Ogham stone, Scattery Island, Co. Clare
Co. Clare |
Stone Monuments
For a long time, one of Ireland's more enigmatic early medieval stones served as a bench seat.
Set against the exterior west wall of a small structure on Scattery Island known as St Senan's Bed, the stone was used as something to sit on, its ancient inscription pressed against the stonework and largely ignored. That inscription, cut along the upper outer edge of a large gritstone slab roughly two metres long and sixty centimetres wide, is now understood to be ogham, one of the earliest forms of writing in Ireland, a script in which letters are represented by a series of notched or scored strokes arranged along a central stem line, typically the edge of a standing stone.
The stone's status as a genuine ogham monument took some time to establish.

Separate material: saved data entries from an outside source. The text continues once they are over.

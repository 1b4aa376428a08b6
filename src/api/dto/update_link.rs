//! DTO for the link update endpoint.

use serde::Deserialize;
use validator::Validate;

use super::link::not_blank;
use crate::domain::entities::LinkPatch;

/// Request body for `PUT /api/links/{id}`.
///
/// All fields are optional; only provided fields are changed. Fields that are
/// not part of a link (including `id` and `createdAt`) are rejected.
#[derive(Debug, Default, Deserialize, Validate)]
#[serde(rename_all = "camelCase", deny_unknown_fields)]
pub struct UpdateLinkRequest {
    #[validate(length(max = 100), custom(function = "not_blank"))]
    pub name: Option<String>,

    #[validate(length(max = 2048), url(message = "Invalid URL format"))]
    pub url: Option<String>,

    #[validate(length(max = 100), custom(function = "not_blank"))]
    pub icon: Option<String>,

    #[validate(length(max = 100), custom(function = "not_blank"))]
    pub color: Option<String>,

    pub order: Option<i32>,

    /// Administrative overwrite of the click counter.
    #[validate(range(min = 0))]
    pub clicks: Option<i64>,
}

impl From<UpdateLinkRequest> for LinkPatch {
    fn from(req: UpdateLinkRequest) -> Self {
        Self {
            name: req.name,
            url: req.url,
            icon: req.icon,
            color: req.color,
            order: req.order,
            clicks: req.clicks,
        }
    }
}
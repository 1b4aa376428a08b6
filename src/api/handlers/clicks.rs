//! Handler for click recording.

use axum::{
    Json,
    extract::{Path, State},
};

use crate::api::dto::link::{LinkResponse, parse_link_id};
use crate::error::AppError;
use crate::state::AppState;

/// Records one click on a link.
///
/// # Endpoint
///
/// `POST /api/links/{id}/click` (also served at `/api/links/{id}/clicks`)
///
/// # Behavior
///
/// The counter is incremented by exactly one in a single atomic statement,
/// so simultaneous clicks are all counted. The call is not idempotent:
/// retrying it records another click.
///
/// # Response
///
/// The link with its updated `clicks`.
///
/// # Errors
///
/// Returns 404 Not Found if the link doesn't exist.
pub async fn click_handler(
    Path(id): Path<String>,
    State(state): State<AppState>,
) -> Result<Json<LinkResponse>, AppError> {
    let id = parse_link_id(&id)?;
    let link = state.link_service.record_click(id).await?;

    Ok(Json(link.into()))
}
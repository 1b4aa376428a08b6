//! Top-level router configuration.
//!
//! # Route Structure
//!
//! - `GET  /health`      - Health check: database (public)
//! - `/api/links/*`      - Link management, click recording and statistics
//!
//! # Middleware
//!
//! - **Tracing** - Structured request/response logging
//! - **Rate limiting** - Per-IP token bucket on `/api` (configurable for proxy deployments)
//! - **CORS** - Optional, for browser clients served from another origin
//! - **Path normalization** - Trailing slash handling

use crate::api;
use crate::api::handlers::health_handler;
use crate::api::middleware::rate_limit::{self, RateLimit};
use crate::api::middleware::tracing;
use crate::config::Config;
use crate::state::AppState;
use anyhow::{Context, Result};
use axum::Router;
use axum::http::HeaderValue;
use axum::routing::get;
use tower::Layer;
use tower_http::cors::{Any, CorsLayer};
use tower_http::normalize_path::{NormalizePath, NormalizePathLayer};

/// Constructs the application router with all routes and middleware.
///
/// # Errors
///
/// Returns an error if the rate limit or CORS settings cannot be turned into
/// middleware.
pub fn app_router(state: AppState, config: &Config) -> Result<NormalizePath<Router>> {
    let limit = RateLimit {
        per_second: config.rate_limit_per_second,
        burst: config.rate_limit_burst,
    };

    let api_router = api::routes::link_routes();
    let api_router = if config.behind_proxy {
        api_router.layer(rate_limit::proxied_layer(limit)?)
    } else {
        api_router.layer(rate_limit::layer(limit)?)
    };

    let mut router = Router::new()
        .route("/health", get(health_handler))
        .nest("/api", api_router)
        .with_state(state)
        .layer(tracing::layer());

    if let Some(origins) = &config.cors_allow_origin {
        router = router.layer(cors_layer(origins)?);
    }

    Ok(NormalizePathLayer::trim_trailing_slash().layer(router))
}

/// Builds a CORS layer for the given origins; `*` allows any origin.
fn cors_layer(origins: &[String]) -> Result<CorsLayer> {
    let layer = CorsLayer::new().allow_methods(Any).allow_headers(Any);

    if origins.iter().any(|o| o == "*") {
        return Ok(layer.allow_origin(Any));
    }

    let origins = origins
        .iter()
        .map(|o| {
            HeaderValue::from_str(o).with_context(|| format!("Invalid CORS origin '{}'", o))
        })
        .collect::<Result<Vec<_>>>()?;

    Ok(layer.allow_origin(origins))
}
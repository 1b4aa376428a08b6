//! Handler for click statistics.

use axum::{
    Json,
    extract::{Query, State, rejection::QueryRejection},
};

use crate::api::dto::stats::{StatsQuery, StatsResponse};
use crate::error::AppError;
use crate::state::AppState;

/// Returns total clicks and the per-link breakdown.
///
/// # Endpoint
///
/// `GET /api/links/stats`
///
/// # Query Parameters
///
/// - `startDate` (optional): ISO-8601 timestamp or `YYYY-MM-DD`
/// - `endDate` (optional): ISO-8601 timestamp or `YYYY-MM-DD`
///
/// The window applies to link creation time and only when both bounds are
/// given; otherwise all links are included.
///
/// # Response
///
/// ```json
/// {
///   "totalClicks": 3,
///   "links": [{ "name": "GitHub", "clicks": 3, "color": "#333", "icon": "gh" }]
/// }
/// ```
///
/// # Errors
///
/// Returns 400 Bad Request if the query string or a date cannot be parsed.
/// Returns 500 Internal Server Error if the total overflows.
pub async fn stats_handler(
    State(state): State<AppState>,
    params: Result<Query<StatsQuery>, QueryRejection>,
) -> Result<Json<StatsResponse>, AppError> {
    let Query(params) = params?;
    let window = params.window()?;

    let summary = state.stats_service.get_stats(window).await?;

    Ok(Json(summary.into()))
}
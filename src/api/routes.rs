//! API route configuration.

use crate::api::handlers::{
    click_handler, create_link_handler, delete_link_handler, get_link_handler,
    list_links_handler, reorder_all_handler, reorder_link_handler, stats_handler,
    update_link_handler,
};
use crate::state::AppState;
use axum::{
    Router,
    routing::{get, post, put},
};

/// Link management and statistics routes.
///
/// # Endpoints
///
/// - `GET    /links`               - List links in display order
/// - `POST   /links`               - Create a link
/// - `GET    /links/stats`         - Click totals, optionally windowed by creation date
/// - `PUT    /links/order`         - Rearrange links in one transaction
/// - `GET    /links/{id}`          - Fetch one link
/// - `PUT    /links/{id}`          - Partially update a link
/// - `DELETE /links/{id}`          - Delete a link
/// - `PUT    /links/{id}/reorder`  - Set one link's order
/// - `POST   /links/{id}/click`    - Record a click (`/clicks` is an alias)
///
/// Static segments (`stats`, `order`) take precedence over `{id}`.
pub fn link_routes() -> Router<AppState> {
    Router::new()
        .route("/links", get(list_links_handler).post(create_link_handler))
        .route("/links/stats", get(stats_handler))
        .route("/links/order", put(reorder_all_handler))
        .route(
            "/links/{id}",
            get(get_link_handler)
                .put(update_link_handler)
                .delete(delete_link_handler),
        )
        .route("/links/{id}/reorder", put(reorder_link_handler))
        .route("/links/{id}/click", post(click_handler))
        .route("/links/{id}/clicks", post(click_handler))
}
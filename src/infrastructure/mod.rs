//! Infrastructure layer for external integrations.
//!
//! This layer implements interfaces defined by the domain layer.
//!
//! # Modules
//!
//! - [`persistence`] - PostgreSQL repository implementations

pub mod persistence;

Writing in 1897, Westropp described it cautiously as bearing 'ogham-like scores', and it was later omitted entirely from Macalister's definitive corpus of Irish ogham inscriptions, compiled in the 1940s. Okasha and Forsyth, writing in 2001, returned to that hesitant earlier assessment. Closer physical examination eventually settled the question. Much of the inscription has been worn away, but towards the left end of the stone, five neatly parallel strokes survive, each six centimetres long and spaced two centimetres apart, forming the ogham letter N. A short gap further to the left yields four more similar strokes, representing either S or part of a second N. The surviving letters are too fragmentary to reconstruct a word or name with any confidence, but their regularity and spacing leave little doubt about what they are. The stone has since been examined as part of the 'Ogham in 3D' project run by the School of Celtic Studies at the Dublin Institute for Advanced Studies, which applies digital scanning techniques to record and analyse ogham inscriptions across Ireland.
The stone is now kept inside the refurbished exhibition centre on Scattery Island, which sits in the Shannon Estuary off Kilrush in County Clare. The island is accessible by seasonal ferry from Kilrush Marina, and the exhibition centre provides context for the island's monastic history, of which this battered slab is one of the older and quieter pieces of evidence.